> _Aim of the task_: Stop after the line containing "pub fn offset(&self)": print each line exactly from the first line of the listing up to that point.

> _Data supplied_:
· · · ·

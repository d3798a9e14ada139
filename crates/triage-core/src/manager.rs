//! [`QueueManager`]: the live queue and its reconciliation with the store.
//!
//! The manager owns two views of the queue: the in-memory [`LiveIndex`] of
//! waiting tickets plus a per-server "currently serving" map, and the durable
//! [`QueueStore`]. Every public operation runs under one async mutex, held
//! across the store call, so operations never interleave. Mutations write to
//! the store first and only touch memory once the write has succeeded; on a
//! store failure memory is left (or put back) exactly as it was.

use std::collections::HashMap;

use chrono::{DateTime, FixedOffset, Offset as _, Utc};
use serde::{Deserialize, Serialize};
use tokio::sync::{Mutex, MutexGuard};
use tracing::{debug, error, info, warn};
use uuid::Uuid;

use crate::{
  Error, Result,
  index::LiveIndex,
  store::QueueStore,
  ticket::{NewTicket, PriorityClass, ServiceWindow, Ticket, TicketStatus},
  ticket_number::next_ticket_number,
};

// ─── Configuration ───────────────────────────────────────────────────────────

#[derive(Debug, Clone, Default, Serialize, Deserialize)]
#[serde(default)]
pub struct QueueConfig {
  /// Offset of the local service day from UTC, in minutes (e.g. `480` for
  /// UTC+08:00). Decides where one day's ticket numbers end.
  pub utc_offset_minutes: i32,
}

impl QueueConfig {
  /// Out-of-range offsets fall back to UTC.
  pub fn offset(&self) -> FixedOffset {
    FixedOffset::east_opt(self.utc_offset_minutes.saturating_mul(60))
      .unwrap_or_else(|| Utc.fix())
  }
}

// ─── Results ─────────────────────────────────────────────────────────────────

/// Outcome of a successful [`QueueManager::sync`].
#[derive(Debug, Clone, Copy, PartialEq, Eq, Serialize)]
pub struct SyncReport {
  pub day:     chrono::NaiveDate,
  pub waiting: usize,
  pub serving: usize,
}

/// Outcome of [`QueueManager::remove_from_queue`].
#[derive(Debug, Clone, PartialEq, Eq, Serialize)]
#[serde(tag = "outcome", content = "ticket", rename_all = "snake_case")]
pub enum Removal {
  /// The ticket was waiting and is now `Skipped`.
  Removed(Ticket),
  /// Nothing waiting under that visit id: already served, removed, or
  /// deleted. Not an error.
  AlreadyResolved,
}

// ─── State ───────────────────────────────────────────────────────────────────

#[derive(Debug, Default)]
struct QueueState {
  index:   LiveIndex,
  /// Server id → the ticket that server is handling.
  serving: HashMap<String, Ticket>,
}

impl QueueState {
  fn knows(&self, visit_id: Uuid) -> bool {
    self.index.contains(visit_id)
      || self.serving.values().any(|t| t.visit_id == visit_id)
  }
}

// ─── Manager ─────────────────────────────────────────────────────────────────

/// The queue engine. Construct one per store and share it behind an `Arc`.
pub struct QueueManager<S> {
  store:  S,
  config: QueueConfig,
  state:  Mutex<QueueState>,
}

· · · ·

> _Result of this task_:
repository d3798a9e14ada139
filename crates/triage-core/src/manager.rs
//! [`QueueManager`]: the live queue and its reconciliation with the store.
//!
//! The manager owns two views of the queue: the in-memory [`LiveIndex`] of
//! waiting tickets plus a per-server "currently serving" map, and the durable
//! [`QueueStore`]. Every public operation runs under one async mutex, held
//! across the store call, so operations never interleave. Mutations write to
//! the store first and only touch memory once the write has succeeded; on a
//! store failure memory is left (or put back) exactly as it was.

use std::collections::HashMap;

use chrono::{DateTime, FixedOffset, Offset as _, Utc};
use serde::{Deserialize, Serialize};
use tokio::sync::{Mutex, MutexGuard};
use tracing::{debug, error, info, warn};
use uuid::Uuid;

use crate::{
  Error, Result,
  index::LiveIndex,
  store::QueueStore,
  ticket::{NewTicket, PriorityClass, ServiceWindow, Ticket, TicketStatus},
  ticket_number::next_ticket_number,
};

// ─── Configuration ───────────────────────────────────────────────────────────

#[derive(Debug, Clone, Default, Serialize, Deserialize)]
#[serde(default)]
pub struct QueueConfig {
  /// Offset of the local service day from UTC, in minutes (e.g. `480` for
  /// UTC+08:00). Decides where one day's ticket numbers end.
  pub utc_offset_minutes: i32,
}

impl QueueConfig {
  /// Out-of-range offsets fall back to UTC.
  pub fn offset(&self) -> FixedOffset {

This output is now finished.